Afterwards, I took Mtoto on a Quiet Time walk and I counted the birds at Baby Plage and Eaux Vives marina. For the second day in a row I saw Common Goldeneyes at Baby Plage. I knew what they were yesterday thanks to my Collins Gem Guides to Birds, which my parents gave to me in December 1984. Somehow it has survived with me this long and yesterday was the first day that I had started carrying it around in my pocket.

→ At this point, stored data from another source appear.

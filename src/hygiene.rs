//! Variable hygiene across the input queries.
//!
//! The derivation substitutes variables by plain text replacement, which
//! is only sound when no variable name is a substring of another. The
//! passes in this module establish that property before parsing starts
//! and undo their renames on the generated artifacts afterwards.

use std::collections::{BTreeMap, BTreeSet};

use crate::error::{ParserError, ParserResult};
use crate::input::{InputQueryLanguage, ParserInput, ParserOutput};
use crate::query::QueryForm;
use crate::{sparql, splitter};

/// A parser input whose variable names are safe for text replacement,
/// together with the renames that produced it.
#[derive(Debug, Clone)]
pub struct CleanInput {
    pub input: ParserInput,
    /// All variables of the cleaned queries, in order of occurrence over
    /// stream query, final query and intermediate queries.
    pub unbound_variables: Vec<String>,
    /// Renames applied to the input, from original name to clean name.
    /// Empty when the input needed no renames.
    pub variable_mapping: BTreeMap<String, String>,
}

/// Generates a variable that shares no substring relation with any taken
/// name, and marks it as taken itself.
fn fresh_variable(taken: &mut Vec<String>) -> String {
    let fresh = sparql::generate_unbound_variable(|candidate| {
        taken
            .iter()
            .all(|variable| !variable.contains(candidate) && !candidate.contains(variable.as_str()))
    });
    taken.push(fresh.clone());
    fresh
}

fn unbound_variables_in_input(input: &ParserInput) -> Vec<String> {
    let mut variables = sparql::find_unbound_variables(&input.stream_query);
    let mut remaining: Vec<&str> = Vec::new();
    if let Some(final_query) = &input.final_query {
        remaining.push(final_query);
    }
    remaining.extend(input.intermediate_queries.iter().map(String::as_str));
    for text in remaining {
        for variable in sparql::find_unbound_variables(text) {
            if !variables.contains(&variable) {
                variables.push(variable);
            }
        }
    }
    variables
}

/// Aligns the variables of the final query with those of the stream
/// query, following the declared stream-to-final-query variable mapping.
///
/// Every mapped final query variable is renamed to its stream query
/// counterpart. A final query variable that happens to share its name
/// with a stream query variable without being mapped to it counts as a
/// match when `process_unmapped_variable_matches` is set; otherwise the
/// name collision is accidental and the final query occurrence is
/// renamed apart. Only the final query text is rewritten.
pub fn process_stream_to_final_query_variable_mapping(
    input: ParserInput,
    process_unmapped_variable_matches: bool,
) -> ParserResult<ParserInput> {
    // the mapping only relates a SPARQL stream query to a final query
    if input.input_query_language != InputQueryLanguage::Sparql || !input.has_final_query() {
        return Ok(input);
    }
    let Some(mut final_query) = input.final_query.clone() else {
        return Ok(input);
    };

    if spargebra::Query::parse(&final_query, None).is_err() {
        return Err(ParserError::MalformedQuery(
            "final query is invalid SPARQL".to_string(),
        ));
    }
    let split_final_query = splitter::split_sparql_query(&final_query)?;

    let mapping = &input.stream_to_final_query_variable_mapping;

    // an ASK query has no result part, so nothing of the final query
    // ends up in the derived stream query and no mapping applies
    if split_final_query.form == QueryForm::Ask {
        if mapping.is_empty() {
            return Ok(input);
        }
        return Err(ParserError::InvalidVariableMapping(
            "no stream to final query variable mapping should be provided if the final \
             query is an ASK query"
                .to_string(),
        ));
    }

    let stream_query_variables = sparql::find_unbound_variables(&input.stream_query);
    let final_query_variables = sparql::find_unbound_variables(&final_query);

    if !mapping
        .keys()
        .all(|variable| stream_query_variables.contains(variable))
    {
        return Err(ParserError::InvalidVariableMapping(
            "stream to final query variable mapping contains variable names that do \
             not occur in stream query"
                .to_string(),
        ));
    }
    if !mapping
        .values()
        .all(|variable| final_query_variables.contains(variable))
    {
        return Err(ParserError::InvalidVariableMapping(
            "stream to final query variable mapping contains variable names that do \
             not occur in final query"
                .to_string(),
        ));
    }
    let mut seen_values = BTreeSet::new();
    for value in mapping.values() {
        if !seen_values.insert(value) {
            return Err(ParserError::InvalidVariableMapping(format!(
                "stream to final query variable mapping contains duplicate mapping to \
                 variable '{value}'"
            )));
        }
    }

    let reverse_mapping: BTreeMap<&String, &String> =
        mapping.iter().map(|(key, value)| (value, key)).collect();

    // guards fresh name generation against every name on either side
    let mut conflicting: Vec<String> = final_query_variables
        .iter()
        .chain(stream_query_variables.iter())
        .cloned()
        .collect();

    // one replacement per final query variable; variables that keep
    // their name map to themselves so that the containment-ordered
    // replacement below cannot clip them
    let mut required_replacements: Vec<(String, String)> = Vec::new();
    for final_query_variable in &final_query_variables {
        if let Some(stream_query_variable) = reverse_mapping.get(final_query_variable) {
            required_replacements
                .push((final_query_variable.clone(), (*stream_query_variable).clone()));
            conflicting.push((*stream_query_variable).clone());
        } else if stream_query_variables.contains(final_query_variable)
            && (mapping.contains_key(final_query_variable) || !process_unmapped_variable_matches)
        {
            let fresh = fresh_variable(&mut conflicting);
            required_replacements.push((final_query_variable.clone(), fresh));
        } else {
            required_replacements
                .push((final_query_variable.clone(), final_query_variable.clone()));
        }
    }

    // replace in two phases through unique temporal names, so that
    // cross mappings such as ?a to ?b next to ?b to ?a cannot clash
    let mut temporal_replacements = BTreeMap::new();
    let mut final_replacements = Vec::new();
    for (original, target) in &required_replacements {
        let temporal = fresh_variable(&mut conflicting);
        temporal_replacements.insert(original.clone(), temporal.clone());
        final_replacements.push((temporal, target.clone()));
    }
    let mut temporal_keys: Vec<String> = temporal_replacements.keys().cloned().collect();
    sparql::sort_longest_contains_first(&mut temporal_keys);
    for key in &temporal_keys {
        if let Some(temporal) = temporal_replacements.get(key) {
            final_query = final_query.replace(key.as_str(), temporal);
        }
    }
    // temporal names share no substring relation, so order is free here
    for (temporal, target) in &final_replacements {
        final_query = final_query.replace(temporal.as_str(), target);
    }

    Ok(ParserInput {
        final_query: Some(final_query),
        ..input
    })
}

/// Renames every variable whose name contains another variable's name,
/// over all queries of the input at once. The returned mapping lets
/// [`restore_original_variables_in_output`] undo the renames once the
/// artifacts are generated.
pub fn clean_input_from_overlapping_variables(input: ParserInput) -> CleanInput {
    let unbound_variables = unbound_variables_in_input(&input);

    // the longer name of an overlapping pair is the one renamed, which
    // keeps the replacements in this pass safe as well
    let problematic: Vec<String> = unbound_variables
        .iter()
        .filter(|variable| {
            unbound_variables
                .iter()
                .any(|other| other != *variable && variable.contains(other.as_str()))
        })
        .cloned()
        .collect();

    if problematic.is_empty() {
        return CleanInput {
            input,
            unbound_variables,
            variable_mapping: BTreeMap::new(),
        };
    }

    let mut guard: Vec<String> = unbound_variables
        .iter()
        .filter(|variable| !problematic.contains(variable))
        .cloned()
        .collect();
    let mut sorted_problematic = problematic;
    sparql::sort_longest_contains_first(&mut sorted_problematic);

    let mut variable_mapping = BTreeMap::new();
    for variable in &sorted_problematic {
        let fresh = fresh_variable(&mut guard);
        variable_mapping.insert(variable.clone(), fresh);
    }

    let ParserInput {
        input_query_language,
        stream_windows,
        mut stream_query,
        mut intermediate_queries,
        mut final_query,
        mut solution_modifier,
        stream_to_final_query_variable_mapping,
    } = input;
    for variable in &sorted_problematic {
        let Some(replacement) = variable_mapping.get(variable) else {
            continue;
        };
        stream_query = stream_query.replace(variable.as_str(), replacement);
        final_query = final_query.map(|query| query.replace(variable.as_str(), replacement));
        intermediate_queries = intermediate_queries
            .into_iter()
            .map(|query| query.replace(variable.as_str(), replacement))
            .collect();
        solution_modifier = solution_modifier.replace(variable.as_str(), replacement);
    }

    let input = ParserInput {
        input_query_language,
        stream_windows,
        stream_query,
        intermediate_queries,
        final_query,
        solution_modifier,
        stream_to_final_query_variable_mapping,
    };
    let unbound_variables = unbound_variables_in_input(&input);
    CleanInput {
        input,
        unbound_variables,
        variable_mapping,
    }
}

/// Replaces every clean variable name in the generated artifacts by the
/// original name it stands for, including the substitution parameter
/// form used inside window definitions.
pub fn restore_original_variables_in_output(
    output: ParserOutput,
    variable_mapping: &BTreeMap<String, String>,
) -> ParserOutput {
    let query_form = output.query_form;
    let mut query_pattern = output.query_pattern;
    let mut sensor_query_rule = output.sensor_query_rule;
    let mut goal = output.goal;
    let mut window_parameters = output.window_parameters;
    for (original, renamed) in variable_mapping {
        query_pattern = query_pattern.replace(
            &sparql::window_placeholder(renamed),
            &sparql::window_placeholder(original),
        );
        query_pattern = query_pattern.replace(renamed.as_str(), original);
        sensor_query_rule = sensor_query_rule.replace(renamed.as_str(), original);
        goal = goal.replace(renamed.as_str(), original);
        for parameter in &mut window_parameters {
            parameter.variable = parameter.variable.replace(renamed.as_str(), original);
            parameter.value = parameter.value.replace(renamed.as_str(), original);
        }
    }
    ParserOutput::new(query_pattern, sensor_query_rule, goal, query_form)
        .with_window_parameters(window_parameters)
}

Two Goldeneyes on Lake Geneva

Two Goldeneyes on Lake Geneva

I got a bit carried away with recording the birds that I see and yesterday recorded sightings on the Jet D’eau jetty as well as Eaux Vives marina, the Baby Plage and Parc de la Grange. Today, I was much more restrained, only checking out the birds at Baby Plage and at the marina.

Snowman #2

Snowman #2

I have recorded all of my sightings over the past couple of days on ornitho.ch. The benefit of using this site is that it keeps a record of all the species that I see, as well as where and I can add photos to my sightings if I wish. At a stroke I’m able to replace the Excel spreadsheet that I was making and my records will be added to the databases that various Swiss ornithological and nature-related organisations are using, as well as ones abroad if I record sightings in other countries. And all this from my striking up a conversation with a birdwatcher in a hide in La Bise on Sunday!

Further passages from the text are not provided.